承安4(1174)年春。常盤を妻に迎えていた一条長成は悩んでいました。
妻常盤と前夫・源義朝の遺児、遮那(しゃな)王が、よく鞍馬寺から脱け出して母に会いに来ていました。もう16歳になっています。小柄ですがとても敏捷で、そして迫られている出家をするのは嫌だ、父の仇を討ちたい、討ちたいとごねていたのです。

長成は全盛の平家の追及や後難を恐れ、遠い陸奥の姻戚、基成に手紙を出しました。長成にとっては従兄弟の子になります。
基成は、あの平治の乱の信頼の異母兄ですが、すっかり陸奥に定住し、娘を当主藤原秀衡の正室として、男児(後の泰衡)を儲けていました。

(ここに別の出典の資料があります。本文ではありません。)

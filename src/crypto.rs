//! Local-storage cryptography for tdata
//!
//! Telegram Desktop protects its storage with a 256-byte local key derived
//! via PBKDF2-SHA512 and encrypts payloads with AES-256-IGE keyed by the old
//! MTProto SHA-1 schedule.

use sha1::{Digest as Sha1Digest, Sha1};
use sha2::Sha512;

use crate::{Error, Result, AUTH_KEY_SIZE};

/// Size of the local encryption salt
pub const LOCAL_ENCRYPT_SALT_SIZE: usize = 32;

/// AES-256 key size
const AES_KEY_SIZE: usize = 32;

/// AES block size
const AES_BLOCK_SIZE: usize = 16;

/// PBKDF2 iteration count used by Telegram Desktop (with passcode)
const PBKDF2_ITERATIONS_WITH_PASSCODE: u32 = 100_000;

/// PBKDF2 iteration count used by Telegram Desktop (without passcode)
const PBKDF2_ITERATIONS_NO_PASSCODE: u32 = 1;

/// The 256-byte key protecting a tdata folder's files
#[derive(Clone)]
pub struct LocalKey {
    data: [u8; AUTH_KEY_SIZE],
}

impl LocalKey {
    pub fn from_bytes(bytes: &[u8]) -> Result<Self> {
        if bytes.len() != AUTH_KEY_SIZE {
            return Err(Error::corrupt(format!(
                "local key must be {} bytes, got {}",
                AUTH_KEY_SIZE,
                bytes.len()
            )));
        }

        let mut data = [0u8; AUTH_KEY_SIZE];
        data.copy_from_slice(bytes);
        Ok(Self { data })
    }

    pub fn as_bytes(&self) -> &[u8; AUTH_KEY_SIZE] {
        &self.data
    }
}

impl std::fmt::Debug for LocalKey {
    fn fmt(&self, f: &mut std::fmt::Formatter<'_>) -> std::fmt::Result {
        // Don't expose key material in debug output
        f.debug_struct("LocalKey")
            .field("len", &self.data.len())
            .finish()
    }
}

/// Derive the local key from salt and passcode
///
/// Matches tdesktop: hash = SHA512(salt + passcode + salt), then
/// PBKDF2-HMAC-SHA512 over the hash with 1 iteration for an empty passcode
/// and 100 000 otherwise.
pub fn create_local_key(salt: &[u8], passcode: &[u8]) -> LocalKey {
    let mut key_data = [0u8; AUTH_KEY_SIZE];

    let mut hasher = Sha512::new();
    hasher.update(salt);
    hasher.update(passcode);
    hasher.update(salt);
    let hash_key = hasher.finalize();

    let iterations = if passcode.is_empty() {
        PBKDF2_ITERATIONS_NO_PASSCODE
    } else {
        PBKDF2_ITERATIONS_WITH_PASSCODE
    };

    pbkdf2::pbkdf2_hmac::<Sha512>(&hash_key, salt, iterations, &mut key_data);

    LocalKey { data: key_data }
}

/// Decrypt a local tdata payload
///
/// Layout: the first 16 bytes are the message key (a SHA-1 prefix of the
/// plaintext), the rest is AES-256-IGE ciphertext. The plaintext starts with
/// its own length as a little-endian u32, followed by the data and padding.
pub fn decrypt_local(encrypted: &[u8], key: &LocalKey) -> Result<Vec<u8>> {
    if encrypted.len() <= AES_BLOCK_SIZE {
        return Err(Error::corrupt("encrypted data too short"));
    }

    if encrypted.len() % AES_BLOCK_SIZE != 0 {
        return Err(Error::corrupt(
            "encrypted data length must be a multiple of 16",
        ));
    }

    let msg_key = &encrypted[0..16];
    let ciphertext = &encrypted[16..];

    let (aes_key, aes_iv) = prepare_aes_oldmtp(key.as_bytes(), msg_key);
    let decrypted = grammers_crypto::aes::ige_decrypt(ciphertext, &aes_key, &aes_iv);

    // SHA1(plaintext)[0..16] must equal the message key
    let check_hash = &sha1_parts(&[&decrypted])[0..16];
    if check_hash != msg_key {
        return Err(Error::ChecksumMismatch);
    }

    if decrypted.len() < 4 {
        return Err(Error::corrupt("decrypted data too short"));
    }

    let original_len =
        u32::from_le_bytes([decrypted[0], decrypted[1], decrypted[2], decrypted[3]]) as usize;
    let full_len = ciphertext.len();

    if original_len > decrypted.len()
        || original_len <= full_len.saturating_sub(16)
        || original_len < 4
    {
        return Err(Error::corrupt(format!(
            "invalid decrypted length {} for {} ciphertext bytes",
            original_len, full_len
        )));
    }

    Ok(decrypted[4..original_len].to_vec())
}

/// Derive the AES key and IV from the local key and message key
///
/// Old MTProto 1.0 schedule as in tdesktop's prepareAES_oldmtp with
/// send=false, so x = 8.
pub(crate) fn prepare_aes_oldmtp(
    local_key: &[u8],
    msg_key: &[u8],
) -> ([u8; AES_KEY_SIZE], [u8; AES_KEY_SIZE]) {
    let x: usize = 8;

    let sha1_a = sha1_parts(&[msg_key, &local_key[x..x + 32]]);
    let sha1_b = sha1_parts(&[
        &local_key[32 + x..48 + x],
        msg_key,
        &local_key[48 + x..64 + x],
    ]);
    let sha1_c = sha1_parts(&[&local_key[64 + x..96 + x], msg_key]);
    let sha1_d = sha1_parts(&[msg_key, &local_key[96 + x..128 + x]]);

    let mut key = [0u8; AES_KEY_SIZE];
    let mut iv = [0u8; AES_KEY_SIZE];

    key[0..8].copy_from_slice(&sha1_a[0..8]);
    key[8..20].copy_from_slice(&sha1_b[8..20]);
    key[20..32].copy_from_slice(&sha1_c[4..16]);

    iv[0..12].copy_from_slice(&sha1_a[8..20]);
    iv[12..20].copy_from_slice(&sha1_b[0..8]);
    iv[20..24].copy_from_slice(&sha1_c[16..20]);
    iv[24..32].copy_from_slice(&sha1_d[0..8]);

    (key, iv)
}

/// SHA-1 over the concatenation of the given slices
pub(crate) fn sha1_parts(parts: &[&[u8]]) -> [u8; 20] {
    let mut hasher = Sha1::new();
    for part in parts {
        hasher.update(part);
    }
    hasher.finalize().into()
}

#[cfg(test)]
mod tests {
    use super::*;

    #[test]
    fn local_key_is_deterministic() {
        let salt = [7u8; LOCAL_ENCRYPT_SALT_SIZE];

        let a = create_local_key(&salt, b"test");
        let b = create_local_key(&salt, b"test");
        assert_eq!(a.as_bytes(), b.as_bytes());

        let c = create_local_key(&salt, b"");
        assert_ne!(a.as_bytes(), c.as_bytes());
    }

    #[test]
    fn local_key_requires_exact_size() {
        assert!(LocalKey::from_bytes(&[0u8; 100]).is_err());
        assert!(LocalKey::from_bytes(&[0xAB; AUTH_KEY_SIZE]).is_ok());
    }

    #[test]
    fn sha1_concatenation_matches_known_vector() {
        // SHA1("hello") = aaf4c61ddcc5e8a2dabede0f3b482cd9aea9434d
        let hash = sha1_parts(&[b"he", b"ll", b"o"]);
        assert_eq!(
            hex::encode(hash),
            "aaf4c61ddcc5e8a2dabede0f3b482cd9aea9434d"
        );
    }

    #[test]
    fn decrypt_rejects_short_and_unaligned_input() {
        let key = create_local_key(&[0u8; LOCAL_ENCRYPT_SALT_SIZE], b"");

        assert!(decrypt_local(&[0u8; 16], &key).is_err());
        assert!(decrypt_local(&[0u8; 33], &key).is_err());
    }

    #[test]
    fn decrypt_rejects_wrong_message_key() {
        let key = create_local_key(&[0u8; LOCAL_ENCRYPT_SALT_SIZE], b"");

        // Valid sizes but garbage content fails the SHA-1 check
        assert!(matches!(
            decrypt_local(&[0u8; 48], &key),
            Err(Error::ChecksumMismatch)
        ));
    }

    /// Encrypt the way tdesktop writes local payloads; the schedule is the
    /// same in both directions for local storage.
    fn encrypt_local(data: &[u8], key: &LocalKey) -> Vec<u8> {
        let original_len = (data.len() + 4) as u32;
        let mut plain = Vec::from(original_len.to_le_bytes());
        plain.extend_from_slice(data);
        while plain.len() % AES_BLOCK_SIZE != 0 {
            plain.push(0);
        }

        let msg_key: [u8; 16] = sha1_parts(&[&plain])[0..16].try_into().unwrap();
        let (aes_key, aes_iv) = prepare_aes_oldmtp(key.as_bytes(), &msg_key);
        let ciphertext = grammers_crypto::aes::ige_encrypt(&plain, &aes_key, &aes_iv);

        let mut out = Vec::from(msg_key);
        out.extend_from_slice(&ciphertext);
        out
    }

    #[test]
    fn decrypt_recovers_encrypted_payload() {
        let key = create_local_key(&[3u8; LOCAL_ENCRYPT_SALT_SIZE], b"passcode");
        let payload = b"some secret payload";

        let encrypted = encrypt_local(payload, &key);
        let decrypted = decrypt_local(&encrypted, &key).unwrap();

        assert_eq!(decrypted, payload);
    }
}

長成は、手に余る遮那王を遠い陸奥に引き取ってはくれないかと基成に頼んだのでした。
書状を受け取った基成は、いくつも年が違わない婿、秀衡に相談しました。意外にも秀衡は、
「源氏の御曹司を引き取るのも一興(いっきょう)。来させて下され」
と快諾しました。何か考えがあっての事だろうと基成は思いましたが、奥州藤原氏の滅亡の時に、基成はこの時の事を悔やむのでした。(続く)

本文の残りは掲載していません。